Quel 2 luglio, due plotoni italiani si muovono verso il Checkpoint Pasta, nei pressi di un vecchio pastificio. Ma è una trappola: centinaia di miliziani somali – già appostati con armi automatiche e RPG – li circondano e aprono il fuoco. Inizia una battaglia cruenta, casa per casa, con gli italiani accerchiati e sotto tiro per ore. Manca un coordinamento internazionale, e gli americani presenti a Mogadiscio si rifiutano di intervenire per dare supporto ai nostri soldati.

In quelle ore drammatiche si distingue il coraggio delle truppe italiane, in particolare del 183° Reggimento paracadutisti Nembo e dei reparti del Col Moschin. A dare un minimo di superiorità tattica è un elicottero Mangusta dell’AVES, che interviene sparando un razzo contro un VM dell’esercito italiano sottratto dai miliziani, impedendone l’uso contro i nostri. È una delle prime azioni di fuoco reali del Mangusta, che evita un bilancio ancora più tragico.

Alla fine della giornata si contano 3 militari italiani morti – Andrea Millevoi, Stefano Paolicchi e Pasquale Baccaro – e 22 feriti. Ma le conseguenze sono anche politiche: il generale Loi viene attaccato in patria e all’estero, e solo anni dopo sarà completamente riabilitato, vittima di una macchina del fango che cercava capri espiatori.

Dietro la missione: traffici, silenzi e giornalisti assassinati

Quel che si scoprì dopo – anche grazie alle inchieste giornalistiche e alle indagini sui dossier coperti – è che la Somalia non era solo un terreno di missione umanitaria, ma un crocevia di traffici illecitiarmi, rifiuti tossici, scorie radioattivesmaltite illegalmente nei mari africani, in cambio di favori politici o risorse.

Proprio in questo contesto si colloca il brutale omicidio di Ilaria Alpi e Miran Hrovatin il 20 marzo 1994. I due giornalisti stavano scavando su questi traffici e sulla connivenza di interessi italiani e locali.

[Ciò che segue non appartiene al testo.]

use super::{NextbusAppError, NextbusOperation};
use crate::feed::{FeedResponse, NextbusClientConfig};
use clap::Parser;
use std::time::Duration;

/// command line client for the NextBus public transit feed
#[derive(Parser)]
#[command(author, version, about, long_about = None)]
#[command(propagate_version = true)]
pub struct NextbusApp {
    /// feed command to run. lists agencies when omitted.
    #[command(subcommand)]
    pub op: Option<NextbusOperation>,
    /// path to a .toml or .json file with feed client settings
    #[arg(long, global = true)]
    pub config_file: Option<String>,
    /// overrides the feed base URL
    #[arg(long, global = true)]
    pub base_url: Option<String>,
    /// request timeout in human-readable time values: 500ms, 30s, 2m...
    #[arg(long, global = true, value_parser = parse_duration)]
    pub timeout: Option<Duration>,
    /// ignore proxies configured in the environment
    #[arg(long, global = true)]
    pub no_proxy: bool,
    /// print the decoded result as JSON
    #[arg(long, global = true)]
    pub json: bool,
}

impl NextbusApp {
    /// client settings from the configuration file (if any) with command
    /// line overrides applied
    pub fn client_config(&self) -> Result<NextbusClientConfig, NextbusAppError> {
        let mut conf = match &self.config_file {
            None => NextbusClientConfig::default(),
            Some(f) => {
                log::info!("reading feed client configuration from {f}");
                NextbusClientConfig::try_from(f)?
            }
        };
        if let Some(base_url) = &self.base_url {
            conf.base_url = base_url.clone();
        }
        if let Some(timeout) = self.timeout {
            conf.timeout_seconds = Some(timeout.as_secs_f64());
        }
        if self.no_proxy {
            conf.no_proxy = true;
        }
        Ok(conf)
    }

    pub fn operation(&self) -> NextbusOperation {
        self.op.clone().unwrap_or_default()
    }

    /// runs the selected operation, returning the text to print
    pub fn run(&self) -> Result<String, NextbusAppError> {
        let client = self.client_config()?.build()?;
        let response = self.operation().run(&client)?;
        self.render(&response)
    }

    pub fn render(&self, response: &FeedResponse) -> Result<String, NextbusAppError> {
        if self.json {
            Ok(serde_json::to_string_pretty(response)?)
        } else {
            Ok(response.to_string())
        }
    }
}

fn parse_duration(s: &str) -> Result<Duration, String> {
    humantime::parse_duration(s).map_err(|e| format!("Invalid duration: {}", e))
}

#[cfg(test)]
mod test {
    use super::NextbusApp;
    use crate::app::{NextbusOperation, DEFAULT_AGENCY, DEFAULT_ROUTE, DEFAULT_STOP};
    use crate::feed::{FeedCommand, NEXTBUS_API_URL};
    use crate::util::test_server;
    use clap::Parser;
    use std::time::Duration;

    #[test]
    fn test_defaults_to_agency_list() {
        let app = NextbusApp::try_parse_from(["nextbus"]).expect("should parse");
        assert_eq!(app.operation().command(), FeedCommand::AgencyList);
        let conf = app.client_config().expect("default config");
        assert_eq!(conf.base_url, NEXTBUS_API_URL);
        assert_eq!(conf.timeout_seconds, None);
    }

    #[test]
    fn test_predictions_defaults() {
        let app = NextbusApp::try_parse_from(["nextbus", "predictions"]).expect("should parse");
        match app.operation() {
            NextbusOperation::Predictions {
                agency,
                route,
                stop,
            } => {
                assert_eq!(agency, DEFAULT_AGENCY);
                assert_eq!(route, DEFAULT_ROUTE);
                assert_eq!(stop, DEFAULT_STOP);
            }
            other => panic!("unexpected operation {other:?}"),
        }
    }

    #[test]
    fn test_overrides() {
        let app = NextbusApp::try_parse_from([
            "nextbus",
            "locations",
            "--agency",
            "sf-muni",
            "--route",
            "N",
            "--since",
            "1700000000",
            "--timeout",
            "1500ms",
            "--base-url",
            "http://localhost:8080/feed",
        ])
        .expect("should parse");
        let conf = app.client_config().expect("config");
        assert_eq!(conf.base_url, "http://localhost:8080/feed");
        assert_eq!(conf.timeout().unwrap(), Some(Duration::from_millis(1500)));
        match app.operation() {
            NextbusOperation::Locations {
                agency,
                route,
                since,
            } => {
                assert_eq!(agency, "sf-muni");
                assert_eq!(route, "N");
                assert_eq!(since, Some(1_700_000_000));
            }
            other => panic!("unexpected operation {other:?}"),
        }
    }

    #[test]
    fn test_invalid_timeout() {
        let result = NextbusApp::try_parse_from(["nextbus", "--timeout", "soon"]);
        assert!(result.is_err());
    }

    #[test]
    fn test_zero_timeout_fails_before_sending() {
        let app = NextbusApp::try_parse_from(["nextbus", "routes", "--timeout", "0s"])
            .expect("should parse");
        let conf = app.client_config().expect("config");
        assert_eq!(conf.timeout_seconds, Some(0.0));
        assert!(app.run().is_err());
    }

    #[test]
    fn test_run_routes() {
        let server = test_server::serve_once(
            "200 OK",
            r#"{"route": [{"tag": "510", "title": "510-Spadina"}]}"#,
        );
        let app = NextbusApp::try_parse_from([
            "nextbus",
            "routes",
            "--base-url",
            server.base_url.as_str(),
            "--no-proxy",
        ])
        .expect("should parse");
        let output = app.run().expect("should run");
        assert_eq!(output, "Route List: \n\t Title: 510-Spadina - Tag: 510");
    }

    #[test]
    fn test_run_stops_as_json() {
        let server = test_server::serve_once(
            "200 OK",
            r#"{"route": {"tag": "510", "stop": [{"tag": "14339"}]}}"#,
        );
        let app = NextbusApp::try_parse_from([
            "nextbus",
            "stops",
            "--json",
            "--base-url",
            server.base_url.as_str(),
            "--no-proxy",
        ])
        .expect("should parse");
        let output = app.run().expect("should run");
        let value: serde_json::Value = serde_json::from_str(&output).expect("valid json");
        assert_eq!(value["command"], "routeConfig");
        assert_eq!(value["result"]["stop"][0]["tag"], "14339");
        assert_eq!(value["result"]["path"], serde_json::json!([]));
    }

    #[test]
    fn test_run_reports_failure() {
        let server = test_server::serve_once("500 Internal Server Error", "");
        let app = NextbusApp::try_parse_from([
            "nextbus",
            "schedule",
            "--base-url",
            server.base_url.as_str(),
            "--no-proxy",
        ])
        .expect("should parse");
        let result = app.run();
        assert!(result.is_err());
    }
}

Furono uccisi in pieno giorno, a Mogadiscio, in un’esecuzione che ancora oggi – nonostante commissioni parlamentari e processi – non ha trovato giustizia né verità.

Quando la geopolitica tradisce la lealtà

Il 2 luglio 1993 è il simbolo di un’Italia leale con i suoi alleati, ma lasciata sola. Una missione nata per la pace si trasformò in guerra urbana. Un esercito mandato a portare aiuti fu risucchiato in logiche opache. E un Paese, il nostro, che non seppe difendere abbastanza i suoi figli né onorare la memoria dei giornalisti caduti.

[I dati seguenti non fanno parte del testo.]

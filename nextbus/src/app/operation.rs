use crate::feed::{FeedCommand, FeedError, FeedResponse, NextbusClient};
use clap::Subcommand;

/// Toronto Transit Commission
pub const DEFAULT_AGENCY: &str = "ttc";
/// 510 Spadina
pub const DEFAULT_ROUTE: &str = "510";
/// Spadina Ave At King St
pub const DEFAULT_STOP: &str = "14339";

#[derive(Debug, Clone, Default, Subcommand)]
pub enum NextbusOperation {
    /// list the agencies served by the feed
    #[default]
    Agencies,
    /// list the routes of an agency
    Routes {
        /// agency tag
        #[arg(long, default_value_t = String::from(DEFAULT_AGENCY))]
        agency: String,
    },
    /// show the stops, directions and paths of a route
    Stops {
        /// agency tag
        #[arg(long, default_value_t = String::from(DEFAULT_AGENCY))]
        agency: String,
        /// route tag
        #[arg(long, default_value_t = String::from(DEFAULT_ROUTE))]
        route: String,
    },
    /// show arrival predictions for a stop on a route
    Predictions {
        /// agency tag
        #[arg(long, default_value_t = String::from(DEFAULT_AGENCY))]
        agency: String,
        /// route tag
        #[arg(long, default_value_t = String::from(DEFAULT_ROUTE))]
        route: String,
        /// stop tag
        #[arg(long, default_value_t = String::from(DEFAULT_STOP))]
        stop: String,
    },
    /// show the timetables of a route
    Schedule {
        /// agency tag
        #[arg(long, default_value_t = String::from(DEFAULT_AGENCY))]
        agency: String,
        /// route tag
        #[arg(long, default_value_t = String::from(DEFAULT_ROUTE))]
        route: String,
    },
    /// show vehicle positions on a route
    Locations {
        /// agency tag
        #[arg(long, default_value_t = String::from(DEFAULT_AGENCY))]
        agency: String,
        /// route tag
        #[arg(long, default_value_t = String::from(DEFAULT_ROUTE))]
        route: String,
        /// unix timestamp to report positions since. defaults to now.
        #[arg(long)]
        since: Option<i64>,
    },
}

impl NextbusOperation {
    pub fn command(&self) -> FeedCommand {
        match self {
            NextbusOperation::Agencies => FeedCommand::AgencyList,
            NextbusOperation::Routes { .. } => FeedCommand::RouteList,
            NextbusOperation::Stops { .. } => FeedCommand::RouteConfig,
            NextbusOperation::Predictions { .. } => FeedCommand::Predictions,
            NextbusOperation::Schedule { .. } => FeedCommand::Schedule,
            NextbusOperation::Locations { .. } => FeedCommand::VehicleLocations,
        }
    }

    pub fn run(&self, client: &NextbusClient) -> Result<FeedResponse, FeedError> {
        log::info!("running {} against {}", self.command(), client.endpoint());
        match self {
            NextbusOperation::Agencies => client.agency_list().map(FeedResponse::AgencyList),
            NextbusOperation::Routes { agency } => {
                client.route_list(agency).map(FeedResponse::RouteList)
            }
            NextbusOperation::Stops { agency, route } => client
                .route_config(agency, route)
                .map(FeedResponse::RouteConfig),
            NextbusOperation::Predictions {
                agency,
                route,
                stop,
            } => client
                .predictions(agency, route, stop)
                .map(FeedResponse::Predictions),
            NextbusOperation::Schedule { agency, route } => {
                client.schedule(agency, route).map(FeedResponse::Schedule)
            }
            NextbusOperation::Locations {
                agency,
                route,
                since,
            } => {
                let since = since.unwrap_or_else(|| chrono::Utc::now().timestamp());
                client
                    .vehicle_locations(agency, route, since)
                    .map(FeedResponse::VehicleLocations)
            }
        }
    }
}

La mancanza di supporto americano in quel giorno critico dice molto: su come l’Italia veniva vista, sulle fratture interne alla coalizione ONU, ma anche sulla scarsa consapevolezza geopolitica della nostra diplomazia di allora. La lezione non fu compresa, e l’Italia continuò per anni a essere presente nei teatri caldi del mondo senza una vera politica estera autonoma.

Un anniversario da non dimenticare

Oggi, mentre l’Italia è nuovamente coinvolta nel Mediterraneo allargato, tra Libia, Mar Rosso e Sahel, ricordare la battaglia del Checkpoint Pasta è più che un dovere: è un atto di verità. Perché senza memoria, si ripetono gli errori. Perché la dignità dei soldati mandati in missione non può essere spesa sull’altare degli equilibri politici. E perché quei tre nomi – Millevoi, Paolicchi, Baccaro – devono essere scolpiti nel cuore di ogni cittadino italiano.

Il 2 luglio non è solo la celebrazione dell’Italia unita con Roma capitale. È anche il giorno in cui l’Italia pagò in vite umane il prezzo della solitudine internazionale, dell’ambiguità di certe alleanze, e della debolezza di una politica estera senza voce.

Oggi più che mai, occorre ricordare. E dire finalmente, con forza: mai più silenzi sulle missioni italiane. Mai più verità negate. Mai più soldati lasciati soli.